To evaluate the efficacy of the mHealth web-based and mobile WPMHL intervention program, a wait-listed cluster randomized controlled trial (CRCT) was conducted, with MHL as the primary outcome and work-related stress and burnout as the secondary outcomes. The immediate effect of the intervention program was described in a previous report, suggesting a significant result on stress and burnout in favor of the intervention [22]. In terms of MHL, the intervention group scored significantly higher than the control group in the correct recognition of mental problems, help seeking, and stigmatization by 0.2 (SE 0.1; P=.003), 0.9 (SE 0.2; P<.001), and 1.8 (SE 0.4; P<.001), respectively [22]. These results provided evidence for the immediate effect of the psychoeducation component of the program in improving the mental health of the participants [22].

In this study, we aim to focus on both the immediate and 3-month medium-term effects of the intervention program on the MHL of workers. We also aim to report the results obtained for the evaluation of the mHealth psychoeducation platform, particularly engagement, functionality, aesthetics, and the information provided. It is anticipated that the psychoeducation modules will be efficacious in improving MHL immediately and that the effect will remain in the medium term.

Figure 1. Different versions of the main interface: as a website for PCs (left) and as a downloadable app for tablets and smartphones (right). MHFA: mental health first aid.
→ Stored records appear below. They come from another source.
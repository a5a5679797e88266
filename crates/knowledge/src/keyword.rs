//! Keyword relevance scoring over passages.
//!
//! Scores a passage by how many distinct query terms it contains. Ties keep
//! corpus order, so the same query over the same corpus always returns the
//! same ranking.

use bariatric_core::knowledge::Passage;

const STOPWORDS: &[&str] = &[
    "the", "and", "for", "are", "can", "what", "when", "how", "with", "after", "about", "should",
    "could", "would", "this", "that", "from", "have", "does", "you", "your", "much", "many",
    "any", "all", "was", "were", "will", "just", "into", "than", "then", "there", "their", "its",
    "also", "but", "not", "too", "very", "eat", "okay",
];

/// Lowercased, deduplicated content words of `text`, in order of appearance.
pub fn query_terms(text: &str) -> Vec<String> {
    let mut terms: Vec<String> = Vec::new();
    for word in text
        .split(|c: char| !c.is_alphanumeric())
        .map(str::to_lowercase)
        .filter(|w| w.chars().count() >= 3 && !STOPWORDS.contains(&w.as_str()))
    {
        if !terms.contains(&word) {
            terms.push(word);
        }
    }
    terms
}

/// Rank passages by the number of distinct query terms they contain.
///
/// Passages matching no term are excluded.
pub fn keyword_search<'a>(passages: &'a [Passage], query: &str, limit: usize) -> Vec<&'a Passage> {
    let terms = query_terms(query);
    if terms.is_empty() {
        return Vec::new();
    }

    let mut scored: Vec<(usize, &Passage)> = passages
        .iter()
        .filter_map(|p| {
            let content = p.content.to_lowercase();
            let hits = terms.iter().filter(|t| content.contains(t.as_str())).count();
            (hits > 0).then_some((hits, p))
        })
        .collect();

    // sort_by is stable: equal scores keep corpus order
    scored.sort_by(|a, b| b.0.cmp(&a.0));
    scored.truncate(limit);
    scored.into_iter().map(|(_, p)| p).collect()
}
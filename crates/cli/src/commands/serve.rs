//! `bariatric serve`: Start the HTTP API server.

use bariatric_config::AppConfig;

pub async fn run(port_override: Option<u16>) -> Result<(), Box<dyn std::error::Error>> {
    let mut config = AppConfig::load().map_err(|e| format!("Failed to load config: {e}"))?;

    if let Some(port) = port_override {
        config.gateway.port = port;
    }

    println!("Bariatric GPT Gateway");
    println!("   Listening: {}:{}", config.gateway.host, config.gateway.port);
    println!("   Provider:  {} ({})", config.default_provider, config.default_model);
    println!("   Routes:    POST /v1/chat, POST /api/v1/invoke_agent_graph, GET /health");

    bariatric_gateway::start(config).await?;

    Ok(())
}
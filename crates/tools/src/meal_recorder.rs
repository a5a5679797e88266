//! Meal recording as a profile read-modify-write.
//!
//! There is no concurrency check between the read and the write: two
//! recordings for the same user at the same moment can lose one meal.

use std::sync::Arc;

use async_trait::async_trait;
use bariatric_core::error::ProfileStoreError;
use bariatric_core::profile::{MealEntry, MealRecorder, PatientProfile, ProfileStore};
use tracing::info;

/// Records meals by appending to the stored profile.
pub struct ProfileMealRecorder {
    store: Arc<dyn ProfileStore>,
}

impl ProfileMealRecorder {
    pub fn new(store: Arc<dyn ProfileStore>) -> Self {
        Self { store }
    }
}

#[async_trait]
impl MealRecorder for ProfileMealRecorder {
    async fn record(
        &self,
        user_id: &str,
        meal: &MealEntry,
    ) -> Result<PatientProfile, ProfileStoreError> {
        let mut profile = match self.store.get_profile(user_id).await {
            Ok(profile) => profile,
            Err(ProfileStoreError::NotFound(_)) => PatientProfile::default(),
            Err(e) => return Err(e),
        };

        profile.record_meal(meal.clone());
        self.store.put_profile(user_id, &profile).await?;

        info!(
            user_id,
            food = %meal.food,
            protein = meal.protein,
            calories = meal.calories,
            "Meal recorded"
        );
        Ok(profile)
    }
}

#[cfg(test)]
mod tests {
    use super::*;
    use crate::profile_store::InMemoryProfileStore;

    #[tokio::test]
    async fn appends_to_existing_profile() {
        let store = Arc::new(InMemoryProfileStore::new());
        let mut seeded = PatientProfile::default();
        seeded.record_meal(MealEntry::clamped("eggs", 12.0, 140.0));
        store.insert("42", seeded).await;

        let recorder = ProfileMealRecorder::new(store.clone());
        let updated = recorder
            .record("42", &MealEntry::clamped("protein shake", 30.0, 200.0))
            .await
            .unwrap();

        assert_eq!(updated.todays_meals.len(), 2);
        assert!((updated.protein_today - 42.0).abs() < f64::EPSILON);
        assert_eq!(store.get_profile("42").await.unwrap(), updated);
    }

    #[tokio::test]
    async fn missing_profile_starts_fresh() {
        let store = Arc::new(InMemoryProfileStore::new());
        let recorder = ProfileMealRecorder::new(store.clone());
        let updated = recorder
            .record("new-user", &MealEntry::clamped("cottage cheese", 14.0, 110.0))
            .await
            .unwrap();
        assert_eq!(updated.todays_meals.len(), 1);
        assert!(store.get_profile("new-user").await.is_ok());
    }

    struct DownStore;

    #[async_trait]
    impl ProfileStore for DownStore {
        fn name(&self) -> &str {
            "down"
        }
        async fn get_profile(&self, _: &str) -> Result<PatientProfile, ProfileStoreError> {
            Err(ProfileStoreError::Network("connection refused".into()))
        }
        async fn put_profile(&self, _: &str, _: &PatientProfile) -> Result<(), ProfileStoreError> {
            Err(ProfileStoreError::Network("connection refused".into()))
        }
        async fn put_memory(&self, _: &str, _: &str) -> Result<(), ProfileStoreError> {
            Err(ProfileStoreError::Network("connection refused".into()))
        }
    }

    #[tokio::test]
    async fn store_failure_propagates() {
        let recorder = ProfileMealRecorder::new(Arc::new(DownStore));
        let err = recorder
            .record("1", &MealEntry::clamped("soup", 8.0, 100.0))
            .await
            .unwrap_err();
        assert!(matches!(err, ProfileStoreError::Network(_)));
    }
}
//! Fire-and-forget work that outlives the request.
//!
//! A `BackgroundTask` is best-effort and unordered relative to later
//! turns. Dropping the handle detaches the task; it is never cancelled.

use std::future::Future;

use tokio::task::JoinHandle;
use tracing::warn;

#[derive(Debug)]
pub struct BackgroundTask {
    name: &'static str,
    handle: JoinHandle<()>,
}

impl BackgroundTask {
    /// Spawn `work` on the current runtime.
    pub fn spawn<F>(name: &'static str, work: F) -> Self
    where
        F: Future<Output = ()> + Send + 'static,
    {
        Self {
            name,
            handle: tokio::spawn(work),
        }
    }

    pub fn name(&self) -> &'static str {
        self.name
    }

    /// Wait for completion. For tests and graceful shutdown only; the
    /// response path never waits.
    pub async fn wait(self) {
        if let Err(e) = self.handle.await {
            warn!(task = self.name, error = %e, "Background task panicked");
        }
    }
}

#[cfg(test)]
mod tests {
    use std::sync::Arc;
    use std::sync::atomic::{AtomicBool, Ordering};

    use super::*;

    #[tokio::test]
    async fn wait_observes_completion() {
        let done = Arc::new(AtomicBool::new(false));
        let flag = done.clone();
        let task = BackgroundTask::spawn("flag", async move {
            flag.store(true, Ordering::SeqCst);
        });
        assert_eq!(task.name(), "flag");
        task.wait().await;
        assert!(done.load(Ordering::SeqCst));
    }

    #[tokio::test]
    async fn dropping_the_handle_does_not_cancel() {
        let (tx, rx) = tokio::sync::oneshot::channel();
        let task = BackgroundTask::spawn("detached", async move {
            tokio::task::yield_now().await;
            let _ = tx.send(42);
        });
        drop(task);
        assert_eq!(rx.await.unwrap(), 42);
    }
}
Study Design and Target Population

As aforementioned, the protocol for this phase-III, wait-listed CRCT targeting the workplace was reported previously [6]. In brief, 6 large corporations were invited to participate in the trial, and employees were recruited through their corresponding human resources departments. Voluntary participation of recruits was ensured without any influence from the companies’ management. The recruited sample consisted of a wide range of work natures, ranging from manual labor to senior executives, since the business of these corporations covered a multitude of work types. The trial was conducted between March and December 2021 with a 3-month follow-up phase in both intervention and control arms (Checklist 1).
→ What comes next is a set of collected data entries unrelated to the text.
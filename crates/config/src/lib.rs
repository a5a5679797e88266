//! Configuration loading, validation, and management for Bariatric GPT.
//!
//! Loads configuration from `~/.bariatric/config.toml` with environment
//! variable overrides. Validates all settings at startup.

use serde::{Deserialize, Serialize};
use std::collections::HashMap;
use std::path::{Path, PathBuf};

/// The root configuration structure.
///
/// Maps directly to `~/.bariatric/config.toml`.
#[derive(Clone, Serialize, Deserialize)]
pub struct AppConfig {
    /// API key (can be overridden per-provider)
    #[serde(default, skip_serializing_if = "Option::is_none")]
    pub api_key: Option<String>,

    /// Default LLM provider
    #[serde(default = "default_provider")]
    pub default_provider: String,

    /// Default model
    #[serde(default = "default_model")]
    pub default_model: String,

    /// Default temperature
    #[serde(default = "default_temperature")]
    pub default_temperature: f32,

    /// Default max tokens per LLM response
    #[serde(default = "default_max_tokens")]
    pub default_max_tokens: u32,

    /// Gateway configuration
    #[serde(default)]
    pub gateway: GatewayConfig,

    /// Knowledge retrieval configuration
    #[serde(default)]
    pub knowledge: KnowledgeConfig,

    /// Food database configuration
    #[serde(default)]
    pub nutrition: NutritionConfig,

    /// Profile store configuration
    #[serde(default)]
    pub profile_store: ProfileStoreConfig,

    /// Response synthesis limits
    #[serde(default)]
    pub synthesis: SynthesisConfig,

    /// Background memory summarization
    #[serde(default)]
    pub memory: MemoryConfig,

    /// Meal logging behaviour
    #[serde(default)]
    pub meal_logging: MealLoggingConfig,

    /// Provider-specific configurations
    #[serde(default)]
    pub providers: HashMap<String, ProviderConfig>,
}

fn default_provider() -> String {
    "ollama".into()
}
fn default_model() -> String {
    "llama3.2:3b".into()
}
fn default_temperature() -> f32 {
    0.0
}
fn default_max_tokens() -> u32 {
    1024
}
fn default_true() -> bool {
    true
}

fn redact(s: &Option<String>) -> &'static str {
    match s {
        Some(_) => "[REDACTED]",
        None => "None",
    }
}

impl std::fmt::Debug for AppConfig {
    fn fmt(&self, f: &mut std::fmt::Formatter<'_>) -> std::fmt::Result {
        f.debug_struct("AppConfig")
            .field("api_key", &redact(&self.api_key))
            .field("default_provider", &self.default_provider)
            .field("default_model", &self.default_model)
            .field("default_temperature", &self.default_temperature)
            .field("default_max_tokens", &self.default_max_tokens)
            .field("gateway", &self.gateway)
            .field("knowledge", &self.knowledge)
            .field("nutrition", &self.nutrition)
            .field("profile_store", &self.profile_store)
            .field("synthesis", &self.synthesis)
            .field("memory", &self.memory)
            .field("meal_logging", &self.meal_logging)
            .field("providers", &self.providers)
            .finish()
    }
}

#[derive(Clone, Serialize, Deserialize)]
pub struct ProviderConfig {
    #[serde(default, skip_serializing_if = "Option::is_none")]
    pub api_key: Option<String>,

    #[serde(default, skip_serializing_if = "Option::is_none")]
    pub api_url: Option<String>,

    #[serde(default, skip_serializing_if = "Option::is_none")]
    pub default_model: Option<String>,
}

impl std::fmt::Debug for ProviderConfig {
    fn fmt(&self, f: &mut std::fmt::Formatter<'_>) -> std::fmt::Result {
        f.debug_struct("ProviderConfig")
            .field("api_key", &redact(&self.api_key))
            .field("api_url", &self.api_url)
            .field("default_model", &self.default_model)
            .finish()
    }
}

#[derive(Debug, Clone, Serialize, Deserialize)]
pub struct GatewayConfig {
    #[serde(default = "default_port")]
    pub port: u16,

    #[serde(default = "default_host")]
    pub host: String,
}

fn default_port() -> u16 {
    8001
}
fn default_host() -> String {
    "127.0.0.1".into()
}

impl Default for GatewayConfig {
    fn default() -> Self {
        Self {
            port: default_port(),
            host: default_host(),
        }
    }
}

#[derive(Debug, Clone, Serialize, Deserialize)]
pub struct KnowledgeConfig {
    /// JSONL passage file produced by the offline build
    #[serde(default, skip_serializing_if = "Option::is_none")]
    pub index_path: Option<String>,

    #[serde(default = "default_top_k")]
    pub top_k: usize,

    /// Queries shorter than this are not sent to the index
    #[serde(default = "default_min_query_chars")]
    pub min_query_chars: usize,

    /// Hard cap on the clinical excerpt placed in the prompt
    #[serde(default = "default_max_context_chars")]
    pub max_context_chars: usize,

    /// Embedding model; enables vector search when passages carry embeddings
    #[serde(default, skip_serializing_if = "Option::is_none")]
    pub embedding_model: Option<String>,
}

fn default_top_k() -> usize {
    5
}
fn default_min_query_chars() -> usize {
    8
}
fn default_max_context_chars() -> usize {
    1500
}

impl Default for KnowledgeConfig {
    fn default() -> Self {
        Self {
            index_path: None,
            top_k: default_top_k(),
            min_query_chars: default_min_query_chars(),
            max_context_chars: default_max_context_chars(),
            embedding_model: None,
        }
    }
}

#[derive(Debug, Clone, Serialize, Deserialize)]
pub struct NutritionConfig {
    #[serde(default = "default_true")]
    pub enabled: bool,

    #[serde(default = "default_nutrition_url")]
    pub api_url: String,

    #[serde(default = "default_timeout_secs")]
    pub timeout_secs: u64,
}

fn default_nutrition_url() -> String {
    "https://world.openfoodfacts.org/cgi/search.pl".into()
}
fn default_timeout_secs() -> u64 {
    10
}

impl Default for NutritionConfig {
    fn default() -> Self {
        Self {
            enabled: true,
            api_url: default_nutrition_url(),
            timeout_secs: default_timeout_secs(),
        }
    }
}

#[derive(Debug, Clone, Serialize, Deserialize)]
pub struct ProfileStoreConfig {
    /// Base URL of the profile service; unset = in-process store
    #[serde(default, skip_serializing_if = "Option::is_none")]
    pub url: Option<String>,

    #[serde(default = "default_timeout_secs")]
    pub timeout_secs: u64,
}

impl Default for ProfileStoreConfig {
    fn default() -> Self {
        Self {
            url: None,
            timeout_secs: default_timeout_secs(),
        }
    }
}

#[derive(Debug, Clone, Serialize, Deserialize)]
pub struct SynthesisConfig {
    #[serde(default = "default_max_sentences")]
    pub max_sentences: usize,

    /// Soft cap: the reply ends at the first sentence boundary past this count
    #[serde(default = "default_max_words")]
    pub max_words: usize,
}

fn default_max_sentences() -> usize {
    6
}
fn default_max_words() -> usize {
    160
}

impl Default for SynthesisConfig {
    fn default() -> Self {
        Self {
            max_sentences: default_max_sentences(),
            max_words: default_max_words(),
        }
    }
}

#[derive(Debug, Clone, Serialize, Deserialize)]
pub struct MemoryConfig {
    #[serde(default = "default_true")]
    pub enabled: bool,

    /// Store key used when a user id has no numeric component
    #[serde(default = "default_fallback_user_id")]
    pub fallback_user_id: String,
}

fn default_fallback_user_id() -> String {
    "1".into()
}

impl Default for MemoryConfig {
    fn default() -> Self {
        Self {
            enabled: true,
            fallback_user_id: default_fallback_user_id(),
        }
    }
}

#[derive(Debug, Clone, Serialize, Deserialize)]
pub struct MealLoggingConfig {
    /// Ask the language model to classify turns the rule table cannot decide
    #[serde(default = "default_true")]
    pub llm_intent_fallback: bool,
}

impl Default for MealLoggingConfig {
    fn default() -> Self {
        Self {
            llm_intent_fallback: true,
        }
    }
}

impl AppConfig {
    /// Load configuration from the default path (~/.bariatric/config.toml).
    ///
    /// Also checks environment variables:
    /// - `BARIATRIC_API_KEY` (highest priority), `OPENROUTER_API_KEY`, `OPENAI_API_KEY`
    /// - `BARIATRIC_PROVIDER`, `BARIATRIC_MODEL`
    /// - `BARIATRIC_PROFILE_STORE_URL`
    pub fn load() -> Result<Self, ConfigError> {
        let config_path = Self::config_dir().join("config.toml");
        let mut config = Self::load_from(&config_path)?;

        if config.api_key.is_none() {
            config.api_key = std::env::var("BARIATRIC_API_KEY")
                .ok()
                .or_else(|| std::env::var("OPENROUTER_API_KEY").ok())
                .or_else(|| std::env::var("OPENAI_API_KEY").ok());
        }

        if let Ok(provider) = std::env::var("BARIATRIC_PROVIDER") {
            config.default_provider = provider;
        }

        if let Ok(model) = std::env::var("BARIATRIC_MODEL") {
            config.default_model = model;
        }

        if let Ok(url) = std::env::var("BARIATRIC_PROFILE_STORE_URL") {
            config.profile_store.url = Some(url);
        }

        Ok(config)
    }

    /// Load configuration from a specific file path.
    pub fn load_from(path: &Path) -> Result<Self, ConfigError> {
        if !path.exists() {
            tracing::info!("No config file found at {}, using defaults", path.display());
            return Ok(Self::default());
        }

        let content = std::fs::read_to_string(path).map_err(|e| ConfigError::ReadError {
            path: path.to_path_buf(),
            reason: e.to_string(),
        })?;

        let config: Self = toml::from_str(&content).map_err(|e| ConfigError::ParseError {
            path: path.to_path_buf(),
            reason: e.to_string(),
        })?;

        config.validate()?;
        Ok(config)
    }

    /// Get the configuration directory path.
    pub fn config_dir() -> PathBuf {
        dirs_home().join(".bariatric")
    }

    /// Validate the configuration.
    pub fn validate(&self) -> Result<(), ConfigError> {
        if self.default_temperature < 0.0 || self.default_temperature > 2.0 {
            return Err(ConfigError::ValidationError(
                "default_temperature must be between 0.0 and 2.0".into(),
            ));
        }

        if self.knowledge.top_k == 0 {
            return Err(ConfigError::ValidationError(
                "knowledge.top_k must be > 0".into(),
            ));
        }

        if self.synthesis.max_sentences == 0 || self.synthesis.max_words == 0 {
            return Err(ConfigError::ValidationError(
                "synthesis.max_sentences and synthesis.max_words must be > 0".into(),
            ));
        }

        Ok(())
    }

    /// Check if an API key is available (from config or environment).
    pub fn has_api_key(&self) -> bool {
        self.api_key.is_some()
    }

    /// Generate a default config TOML string (for `onboard` command).
    pub fn default_toml() -> String {
        let config = Self::default();
        toml::to_string_pretty(&config).unwrap_or_default()
    }
}

impl Default for AppConfig {
    fn default() -> Self {
        Self {
            api_key: None,
            default_provider: default_provider(),
            default_model: default_model(),
            default_temperature: default_temperature(),
            default_max_tokens: default_max_tokens(),
            gateway: GatewayConfig::default(),
            knowledge: KnowledgeConfig::default(),
            nutrition: NutritionConfig::default(),
            profile_store: ProfileStoreConfig::default(),
            synthesis: SynthesisConfig::default(),
            memory: MemoryConfig::default(),
            meal_logging: MealLoggingConfig::default(),
            providers: HashMap::new(),
        }
    }
}

/// Get the user's home directory.
fn dirs_home() -> PathBuf {
    #[cfg(target_os = "windows")]
    {
        std::env::var("USERPROFILE")
            .map(PathBuf::from)
            .unwrap_or_else(|_| PathBuf::from("C:\\Users\\Default"))
    }
    #[cfg(not(target_os = "windows"))]
    {
        std::env::var("HOME")
            .map(PathBuf::from)
            .unwrap_or_else(|_| PathBuf::from("/tmp"))
    }
}

/// Configuration errors.
#[derive(Debug, thiserror::Error)]
pub enum ConfigError {
    #[error("Failed to read config file at {path}: {reason}")]
    ReadError { path: PathBuf, reason: String },

    #[error("Failed to parse config file at {path}: {reason}")]
    ParseError { path: PathBuf, reason: String },

    #[error("Configuration validation failed: {0}")]
    ValidationError(String),
}

#[cfg(test)]
mod tests {
    use super::*;

    #[test]
    fn default_config_is_valid() {
        let config = AppConfig::default();
        assert_eq!(config.default_provider, "ollama");
        assert_eq!(config.gateway.port, 8001);
        assert_eq!(config.knowledge.top_k, 5);
        assert!(config.validate().is_ok());
    }

    #[test]
    fn config_roundtrip_toml() {
        let config = AppConfig::default();
        let toml_str = toml::to_string_pretty(&config).unwrap();
        let parsed: AppConfig = toml::from_str(&toml_str).unwrap();
        assert_eq!(parsed.default_provider, config.default_provider);
        assert_eq!(parsed.synthesis.max_words, config.synthesis.max_words);
    }

    #[test]
    fn invalid_temperature_rejected() {
        let config = AppConfig {
            default_temperature: 5.0,
            ..AppConfig::default()
        };
        assert!(config.validate().is_err());
    }

    #[test]
    fn zero_top_k_rejected() {
        let mut config = AppConfig::default();
        config.knowledge.top_k = 0;
        assert!(config.validate().is_err());
    }

    #[test]
    fn missing_config_file_returns_defaults() {
        let config = AppConfig::load_from(Path::new("/nonexistent/config.toml")).unwrap();
        assert_eq!(config.default_model, "llama3.2:3b");
    }

    #[test]
    fn partial_file_fills_defaults() {
        let dir = tempfile::tempdir().unwrap();
        let path = dir.path().join("config.toml");
        std::fs::write(
            &path,
            r#"
default_model = "deepseek-r1:8b"

[profile_store]
url = "http://localhost:8002"

[synthesis]
max_sentences = 4
"#,
        )
        .unwrap();

        let config = AppConfig::load_from(&path).unwrap();
        assert_eq!(config.default_model, "deepseek-r1:8b");
        assert_eq!(config.profile_store.url.as_deref(), Some("http://localhost:8002"));
        assert_eq!(config.synthesis.max_sentences, 4);
        assert_eq!(config.synthesis.max_words, 160);
        assert!(config.nutrition.enabled);
    }

    #[test]
    fn invalid_file_reports_parse_error() {
        let dir = tempfile::tempdir().unwrap();
        let path = dir.path().join("config.toml");
        std::fs::write(&path, "default_temperature = \"hot\"").unwrap();
        let err = AppConfig::load_from(&path).unwrap_err();
        assert!(matches!(err, ConfigError::ParseError { .. }));
    }

    #[test]
    fn debug_redacts_api_key() {
        let config = AppConfig {
            api_key: Some("sk-secret".into()),
            ..AppConfig::default()
        };
        let dbg = format!("{config:?}");
        assert!(!dbg.contains("sk-secret"));
        assert!(dbg.contains("[REDACTED]"));
    }

    #[test]
    fn default_toml_generation() {
        let toml_str = AppConfig::default_toml();
        assert!(toml_str.contains("ollama"));
        assert!(toml_str.contains("8001"));
    }
}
Recruitment of Participants and Randomization

The primary unit of randomization was the different offices or units of the participating corporations, and recruited workers were clustered in each office or unit. Potential participants were screened for their eligibility at the point of recruitment. Workers who had been exposed to any similar psychoeducation training were excluded from the trial. To randomly allocate the offices and units, the human resources departments of these corporations provided a list of participating offices and units with some basic staffing information, such as the number of staff in the offices and units and their positions. A qualified statistician, who was blinded to the process of recruitment and the subsequent operation and data collection, conducted the randomization using a block randomization process. Each cluster with participants nested in different offices or units was then allocated to either the intervention or wait-listed control groups. Once the cluster had been randomized, participants completed the baseline data collection using the built-in feature of the web-based platform. Postintervention data collection took place immediately after the completion of the psychoeducation modules and at the 3-month follow-up.

Intervention and the Platform

Details of the intervention program were described in the Introduction section. Regarding the mHealth platform, as aforementioned, it was specifically designed for this project by a software company. It was developed to be adaptable for multiple interfaces with web (PC) and app (tablet and smartphone) versions with identical content and functionalities. For the study, participants were provided with a unique log-in to a central server for accessing the platform upon random allocation. Participants who were allocated to the wait-listed control group could activate their log-in when the group changed from the control phase to the intervention phase. Participants could access the web-based platform directly through the server, or they could download the mobile app from the server to be used on their tablets or smartphones for both Android and iOS.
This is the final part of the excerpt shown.